Below are the entries; return every line among them that holds the word "code".

*** Opening Data provided ***

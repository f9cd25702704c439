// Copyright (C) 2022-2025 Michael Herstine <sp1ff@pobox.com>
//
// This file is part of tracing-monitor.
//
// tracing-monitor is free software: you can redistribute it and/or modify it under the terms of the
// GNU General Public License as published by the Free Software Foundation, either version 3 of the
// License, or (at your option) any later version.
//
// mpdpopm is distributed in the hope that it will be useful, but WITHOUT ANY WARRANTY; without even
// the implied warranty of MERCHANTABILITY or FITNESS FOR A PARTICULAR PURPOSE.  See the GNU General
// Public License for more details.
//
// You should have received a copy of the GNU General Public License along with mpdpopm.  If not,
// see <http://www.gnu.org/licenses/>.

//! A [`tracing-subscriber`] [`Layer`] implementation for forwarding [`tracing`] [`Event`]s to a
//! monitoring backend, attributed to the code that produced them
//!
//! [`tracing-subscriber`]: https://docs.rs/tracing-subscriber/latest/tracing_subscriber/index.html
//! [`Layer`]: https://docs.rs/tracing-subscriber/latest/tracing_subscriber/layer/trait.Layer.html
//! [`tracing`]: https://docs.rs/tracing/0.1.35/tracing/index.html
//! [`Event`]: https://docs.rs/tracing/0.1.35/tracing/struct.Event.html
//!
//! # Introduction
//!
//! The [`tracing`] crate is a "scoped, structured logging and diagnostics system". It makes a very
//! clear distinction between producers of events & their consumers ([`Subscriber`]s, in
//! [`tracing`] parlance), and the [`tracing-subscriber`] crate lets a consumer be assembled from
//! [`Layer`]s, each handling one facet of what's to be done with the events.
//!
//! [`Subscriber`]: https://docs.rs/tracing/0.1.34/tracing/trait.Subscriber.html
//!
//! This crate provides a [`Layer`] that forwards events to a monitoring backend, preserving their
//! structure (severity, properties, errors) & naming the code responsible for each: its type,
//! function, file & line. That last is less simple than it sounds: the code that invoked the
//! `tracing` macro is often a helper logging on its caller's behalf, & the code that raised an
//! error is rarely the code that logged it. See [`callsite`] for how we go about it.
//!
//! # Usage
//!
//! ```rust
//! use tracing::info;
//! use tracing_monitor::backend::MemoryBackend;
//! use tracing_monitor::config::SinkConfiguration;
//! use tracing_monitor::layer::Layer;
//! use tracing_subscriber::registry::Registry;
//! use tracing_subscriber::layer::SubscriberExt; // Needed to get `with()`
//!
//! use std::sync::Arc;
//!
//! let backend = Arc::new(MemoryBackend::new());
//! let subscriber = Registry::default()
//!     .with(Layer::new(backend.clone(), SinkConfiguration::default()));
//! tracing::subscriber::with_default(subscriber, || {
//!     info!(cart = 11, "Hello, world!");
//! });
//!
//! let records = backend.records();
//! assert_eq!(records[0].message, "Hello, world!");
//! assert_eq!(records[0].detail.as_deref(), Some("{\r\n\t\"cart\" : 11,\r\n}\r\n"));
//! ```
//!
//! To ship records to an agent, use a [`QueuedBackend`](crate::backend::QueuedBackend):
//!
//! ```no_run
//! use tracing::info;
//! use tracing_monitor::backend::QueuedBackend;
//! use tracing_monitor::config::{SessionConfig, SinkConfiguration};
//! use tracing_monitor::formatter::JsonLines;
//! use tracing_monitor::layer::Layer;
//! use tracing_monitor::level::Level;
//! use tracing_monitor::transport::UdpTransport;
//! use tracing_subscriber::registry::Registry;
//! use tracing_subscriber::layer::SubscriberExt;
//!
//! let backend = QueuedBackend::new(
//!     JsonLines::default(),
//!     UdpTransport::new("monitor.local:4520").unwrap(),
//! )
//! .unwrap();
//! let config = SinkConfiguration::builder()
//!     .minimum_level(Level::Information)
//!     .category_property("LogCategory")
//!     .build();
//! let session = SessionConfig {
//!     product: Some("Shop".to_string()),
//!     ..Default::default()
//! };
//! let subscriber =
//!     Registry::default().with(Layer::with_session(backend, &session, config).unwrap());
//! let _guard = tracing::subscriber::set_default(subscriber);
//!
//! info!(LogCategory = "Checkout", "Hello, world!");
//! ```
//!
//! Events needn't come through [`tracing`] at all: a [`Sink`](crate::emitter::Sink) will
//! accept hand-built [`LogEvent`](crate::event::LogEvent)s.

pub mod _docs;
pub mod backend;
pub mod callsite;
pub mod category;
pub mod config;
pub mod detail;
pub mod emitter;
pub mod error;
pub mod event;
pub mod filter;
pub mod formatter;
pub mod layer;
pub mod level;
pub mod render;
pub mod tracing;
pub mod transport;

*** Closing Data provided ***

* [Expected output]:
//! monitoring backend, attributed to the code that produced them
//! structure (severity, properties, errors) & naming the code responsible for each: its type,
//! function, file & line. That last is less simple than it sounds: the code that invoked the
//! `tracing` macro is often a helper logging on its caller's behalf, & the code that raised an
//! error is rarely the code that logged it. See [`callsite`] for how we go about it.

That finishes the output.